TRY IT: Could you write out every entry exactly as it stands?

[Records from a data collection]
#[cfg(test)]
mod tests {
    use super::*;
    use crate::provider::Role;
    use wiremock::matchers::{body_partial_json, header, method, path};
    use wiremock::{Mock, MockServer, ResponseTemplate};

    fn request() -> ChatRequest {
        ChatRequest {
            model: "Qwen/Qwen3-14b".into(),
            messages: vec![
                ChatMessage::system("You are helpful"),
                ChatMessage::user("Hello"),
            ],
            temperature: 0.7,
            max_tokens: 512,
            disable_thinking: true,
        }
    }

    fn provider_for(server: &MockServer) -> CompatibleProvider {
        CompatibleProvider::new(
            "vllm",
            &format!("{}/v1", server.uri()),
            Some("EMPTY"),
            Duration::from_secs(5),
        )
    }

    fn completion(content: serde_json::Value) -> ResponseTemplate {
        ResponseTemplate::new(200).set_body_json(serde_json::json!({
            "choices": [{
                "message": {"role": "assistant", "content": content},
                "finish_reason": "stop"
            }],
            "usage": {"prompt_tokens": 10, "completion_tokens": 5, "total_tokens": 15}
        }))
    }

    #[test]
    fn strips_trailing_slash() {
        let provider = CompatibleProvider::new(
            "test",
            "https://api.example.com/v1/",
            Some("key"),
            Duration::from_secs(1),
        );
        assert_eq!(provider.base_url(), "https://api.example.com/v1");
    }

    #[test]
    fn from_config_uses_inference_settings() {
        let config = InferenceConfig::default();
        let provider = CompatibleProvider::from_config(&config);
        assert_eq!(provider.name(), "vllm");
        assert_eq!(provider.base_url(), "http://localhost:8555/v1");
    }

    #[test]
    fn request_serializes_thinking_flag() {
        let req = request();
        let body = CompatibleRequest {
            model: &req.model,
            messages: &req.messages,
            temperature: req.temperature,
            max_tokens: req.max_tokens,
            chat_template_kwargs: Some(ChatTemplateKwargs {
                enable_thinking: false,
            }),
        };
        let json = serde_json::to_value(&body).unwrap();
        assert_eq!(json["model"], "Qwen/Qwen3-14b");
        assert_eq!(json["messages"][0]["role"], "system");
        assert_eq!(json["max_tokens"], 512);
        assert_eq!(json["chat_template_kwargs"]["enable_thinking"], false);
    }

    #[test]
    fn response_deserializes_null_content() {
        let json = r#"{"choices": [{"message": {"content": null}, "finish_reason": "length"}]}"#;
        let resp: CompatibleResponse = serde_json::from_str(json).unwrap();
        assert!(resp.choices[0].message.content.is_none());
    }

    #[tokio::test]
    async fn chat_success() {
        let server = MockServer::start().await;
        Mock::given(method("POST"))
            .and(path("/v1/chat/completions"))
            .and(header("authorization", "Bearer EMPTY"))
            .and(body_partial_json(serde_json::json!({
                "model": "Qwen/Qwen3-14b",
                "temperature": 0.7,
                "max_tokens": 512,
                "chat_template_kwargs": {"enable_thinking": false}
            })))
            .respond_with(completion(serde_json::json!("  Hello there!\n")))
            .expect(1)
            .mount(&server)
            .await;

        let response = provider_for(&server).chat(request()).await.unwrap();
        assert_eq!(response.content, "Hello there!");
        assert_eq!(response.provider, "vllm");
        assert_eq!(response.usage.total_tokens, 15);
        assert_eq!(response.finish_reason.as_deref(), Some("stop"));
    }

    #[tokio::test]
    async fn chat_without_thinking_flag_omits_kwargs() {
        let server = MockServer::start().await;
        Mock::given(method("POST"))
            .and(path("/v1/chat/completions"))
            .respond_with(completion(serde_json::json!("ok")))
            .mount(&server)
            .await;

        let mut req = request();
        req.disable_thinking = false;
        provider_for(&server).chat(req).await.unwrap();

        let received = server.received_requests().await.unwrap();
        let body: serde_json::Value = serde_json::from_slice(&received[0].body).unwrap();
        assert!(body.get("chat_template_kwargs").is_none());
        assert_eq!(body["messages"][1]["role"], Role::User.as_str());
    }

    #[tokio::test]
    async fn chat_status_error() {
        let server = MockServer::start().await;
        Mock::given(method("POST"))
            .and(path("/v1/chat/completions"))
            .respond_with(
                ResponseTemplate::new(404)
                    .set_body_string(r#"{"error": "The model `Qwen/Qwen3-14b` does not exist."}"#),
            )
            .mount(&server)
            .await;

        let err = provider_for(&server).chat(request()).await.unwrap_err();
        assert_eq!(err.kind, ProviderErrorKind::Status);
        assert_eq!(err.status_code, Some(404));
        assert!(err.message.contains("does not exist"));
    }

    #[tokio::test]
    async fn chat_malformed_body() {
        let server = MockServer::start().await;
        Mock::given(method("POST"))
            .and(path("/v1/chat/completions"))
            .respond_with(ResponseTemplate::new(200).set_body_string("<html>proxy</html>"))
            .mount(&server)
            .await;

        let err = provider_for(&server).chat(request()).await.unwrap_err();
        assert_eq!(err.kind, ProviderErrorKind::MalformedResponse);
    }

    #[tokio::test]
    async fn chat_no_choices() {
        let server = MockServer::start().await;
        Mock::given(method("POST"))
            .and(path("/v1/chat/completions"))
            .respond_with(ResponseTemplate::new(200).set_body_json(serde_json::json!({
                "choices": []
            })))
            .mount(&server)
            .await;

        let err = provider_for(&server).chat(request()).await.unwrap_err();
        assert_eq!(err.kind, ProviderErrorKind::MalformedResponse);
    }

    #[tokio::test]
    async fn chat_empty_content() {
        let server = MockServer::start().await;
        Mock::given(method("POST"))
            .and(path("/v1/chat/completions"))
            .respond_with(completion(serde_json::json!("   ")))
            .mount(&server)
            .await;

        let err = provider_for(&server).chat(request()).await.unwrap_err();
        assert_eq!(err.kind, ProviderErrorKind::EmptyContent);
    }

    #[tokio::test]
    async fn chat_timeout() {
        let server = MockServer::start().await;
        Mock::given(method("POST"))
            .and(path("/v1/chat/completions"))
            .respond_with(completion(serde_json::json!("late")).set_delay(Duration::from_secs(2)))
            .mount(&server)
            .await;

        let provider = CompatibleProvider::new(
            "vllm",
            &format!("{}/v1", server.uri()),
            None,
            Duration::from_millis(200),
        );
        let err = provider.chat(request()).await.unwrap_err();
        assert_eq!(err.kind, ProviderErrorKind::Timeout);
        assert!(err.is_retryable());
    }

    #[tokio::test]
    async fn chat_unreachable_endpoint() {
        let provider = CompatibleProvider::new(
            "vllm",
            "http://127.0.0.1:9/v1",
            None,
            Duration::from_secs(2),
        );
        let err = provider.chat(request()).await.unwrap_err();
        assert!(matches!(
            err.kind,
            ProviderErrorKind::Transport | ProviderErrorKind::Timeout
        ));
    }

    #[tokio::test]
    async fn list_models_and_warmup() {
        let server = MockServer::start().await;
        Mock::given(method("GET"))
            .and(path("/v1/models"))
            .respond_with(ResponseTemplate::new(200).set_body_json(serde_json::json!({
                "data": [{"id": "Qwen/Qwen3-14b"}, {"id": "other"}]
            })))
            .mount(&server)
            .await;

        let provider = provider_for(&server);
        let models = provider.list_models().await.unwrap();
        assert_eq!(models, vec!["Qwen/Qwen3-14b", "other"]);
        assert!(provider.warmup("missing-model").await.is_ok());
    }

    #[tokio::test]
    async fn warmup_fails_when_endpoint_errors() {
        let server = MockServer::start().await;
        Mock::given(method("GET"))
            .and(path("/v1/models"))
            .respond_with(ResponseTemplate::new(401))
            .mount(&server)
            .await;

        let err = provider_for(&server).warmup("Qwen/Qwen3-14b").await.unwrap_err();
        assert_eq!(err.status_code, Some(401));
    }
}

WRITTEN RESPONSE:
#[cfg(test)]
mod tests {
    use super::*;
    use crate::provider::Role;
    use wiremock::matchers::{body_partial_json, header, method, path};
    use wiremock::{Mock, MockServer, ResponseTemplate};

    fn request() -> ChatRequest {
        ChatRequest {
            model: "Qwen/Qwen3-14b".into(),
            messages: vec![
                ChatMessage::system("You are helpful"),
                ChatMessage::user("Hello"),
            ],
            temperature: 0.7,
            max_tokens: 512,
            disable_thinking: true,
        }
    }

    fn provider_for(server: &MockServer) -> CompatibleProvider {
        CompatibleProvider::new(
            "vllm",
            &format!("{}/v1", server.uri()),
            Some("EMPTY"),
            Duration::from_secs(5),
        )
    }

    fn completion(content: serde_json::Value) -> ResponseTemplate {
        ResponseTemplate::new(200).set_body_json(serde_json::json!({
            "choices": [{
                "message": {"role": "assistant", "content": content},
                "finish_reason": "stop"
            }],
            "usage": {"prompt_tokens": 10, "completion_tokens": 5, "total_tokens": 15}
        }))
    }

    #[test]
    fn strips_trailing_slash() {
        let provider = CompatibleProvider::new(
            "test",
            "https://api.example.com/v1/",
            Some("key"),
            Duration::from_secs(1),
        );
        assert_eq!(provider.base_url(), "https://api.example.com/v1");
    }

    #[test]
    fn from_config_uses_inference_settings() {
        let config = InferenceConfig::default();
        let provider = CompatibleProvider::from_config(&config);
        assert_eq!(provider.name(), "vllm");
        assert_eq!(provider.base_url(), "http://localhost:8555/v1");
    }

    #[test]
    fn request_serializes_thinking_flag() {
        let req = request();
        let body = CompatibleRequest {
            model: &req.model,
            messages: &req.messages,
            temperature: req.temperature,
            max_tokens: req.max_tokens,
            chat_template_kwargs: Some(ChatTemplateKwargs {
                enable_thinking: false,
            }),
        };
        let json = serde_json::to_value(&body).unwrap();
        assert_eq!(json["model"], "Qwen/Qwen3-14b");
        assert_eq!(json["messages"][0]["role"], "system");
        assert_eq!(json["max_tokens"], 512);
        assert_eq!(json["chat_template_kwargs"]["enable_thinking"], false);
    }

    #[test]
    fn response_deserializes_null_content() {
        let json = r#"{"choices": [{"message": {"content": null}, "finish_reason": "length"}]}"#;
        let resp: CompatibleResponse = serde_json::from_str(json).unwrap();
        assert!(resp.choices[0].message.content.is_none());
    }

    #[tokio::test]
    async fn chat_success() {
        let server = MockServer::start().await;
        Mock::given(method("POST"))
            .and(path("/v1/chat/completions"))
            .and(header("authorization", "Bearer EMPTY"))
            .and(body_partial_json(serde_json::json!({
                "model": "Qwen/Qwen3-14b",
                "temperature": 0.7,
                "max_tokens": 512,
                "chat_template_kwargs": {"enable_thinking": false}
            })))
            .respond_with(completion(serde_json::json!("  Hello there!\n")))
            .expect(1)
            .mount(&server)
            .await;

        let response = provider_for(&server).chat(request()).await.unwrap();
        assert_eq!(response.content, "Hello there!");
        assert_eq!(response.provider, "vllm");
        assert_eq!(response.usage.total_tokens, 15);
        assert_eq!(response.finish_reason.as_deref(), Some("stop"));
    }

    #[tokio::test]
    async fn chat_without_thinking_flag_omits_kwargs() {
        let server = MockServer::start().await;
        Mock::given(method("POST"))
            .and(path("/v1/chat/completions"))
            .respond_with(completion(serde_json::json!("ok")))
            .mount(&server)
            .await;

        let mut req = request();
        req.disable_thinking = false;
        provider_for(&server).chat(req).await.unwrap();

        let received = server.received_requests().await.unwrap();
        let body: serde_json::Value = serde_json::from_slice(&received[0].body).unwrap();
        assert!(body.get("chat_template_kwargs").is_none());
        assert_eq!(body["messages"][1]["role"], Role::User.as_str());
    }

    #[tokio::test]
    async fn chat_status_error() {
        let server = MockServer::start().await;
        Mock::given(method("POST"))
            .and(path("/v1/chat/completions"))
            .respond_with(
                ResponseTemplate::new(404)
                    .set_body_string(r#"{"error": "The model `Qwen/Qwen3-14b` does not exist."}"#),
            )
            .mount(&server)
            .await;

        let err = provider_for(&server).chat(request()).await.unwrap_err();
        assert_eq!(err.kind, ProviderErrorKind::Status);
        assert_eq!(err.status_code, Some(404));
        assert!(err.message.contains("does not exist"));
    }

    #[tokio::test]
    async fn chat_malformed_body() {
        let server = MockServer::start().await;
        Mock::given(method("POST"))
            .and(path("/v1/chat/completions"))
            .respond_with(ResponseTemplate::new(200).set_body_string("<html>proxy</html>"))
            .mount(&server)
            .await;

        let err = provider_for(&server).chat(request()).await.unwrap_err();
        assert_eq!(err.kind, ProviderErrorKind::MalformedResponse);
    }

    #[tokio::test]
    async fn chat_no_choices() {
        let server = MockServer::start().await;
        Mock::given(method("POST"))
            .and(path("/v1/chat/completions"))
            .respond_with(ResponseTemplate::new(200).set_body_json(serde_json::json!({
                "choices": []
            })))
            .mount(&server)
            .await;

        let err = provider_for(&server).chat(request()).await.unwrap_err();
        assert_eq!(err.kind, ProviderErrorKind::MalformedResponse);
    }

    #[tokio::test]
    async fn chat_empty_content() {
        let server = MockServer::start().await;
        Mock::given(method("POST"))
            .and(path("/v1/chat/completions"))
            .respond_with(completion(serde_json::json!("   ")))
            .mount(&server)
            .await;

        let err = provider_for(&server).chat(request()).await.unwrap_err();
        assert_eq!(err.kind, ProviderErrorKind::EmptyContent);
    }

    #[tokio::test]
    async fn chat_timeout() {
        let server = MockServer::start().await;
        Mock::given(method("POST"))
            .and(path("/v1/chat/completions"))
            .respond_with(completion(serde_json::json!("late")).set_delay(Duration::from_secs(2)))
            .mount(&server)
            .await;

        let provider = CompatibleProvider::new(
            "vllm",
            &format!("{}/v1", server.uri()),
            None,
            Duration::from_millis(200),
        );
        let err = provider.chat(request()).await.unwrap_err();
        assert_eq!(err.kind, ProviderErrorKind::Timeout);
        assert!(err.is_retryable());
    }

    #[tokio::test]
    async fn chat_unreachable_endpoint() {
        let provider = CompatibleProvider::new(
            "vllm",
            "http://127.0.0.1:9/v1",
            None,
            Duration::from_secs(2),
        );
        let err = provider.chat(request()).await.unwrap_err();
        assert!(matches!(
            err.kind,
            ProviderErrorKind::Transport | ProviderErrorKind::Timeout
        ));
    }

    #[tokio::test]
    async fn list_models_and_warmup() {
        let server = MockServer::start().await;
        Mock::given(method("GET"))
            .and(path("/v1/models"))
            .respond_with(ResponseTemplate::new(200).set_body_json(serde_json::json!({
                "data": [{"id": "Qwen/Qwen3-14b"}, {"id": "other"}]
            })))
            .mount(&server)
            .await;

        let provider = provider_for(&server);
        let models = provider.list_models().await.unwrap();
        assert_eq!(models, vec!["Qwen/Qwen3-14b", "other"]);
        assert!(provider.warmup("missing-model").await.is_ok());
    }

    #[tokio::test]
    async fn warmup_fails_when_endpoint_errors() {
        let server = MockServer::start().await;
        Mock::given(method("GET"))
            .and(path("/v1/models"))
            .respond_with(ResponseTemplate::new(401))
            .mount(&server)
            .await;

        let err = provider_for(&server).warmup("Qwen/Qwen3-14b").await.unwrap_err();
        assert_eq!(err.status_code, Some(401));
    }
}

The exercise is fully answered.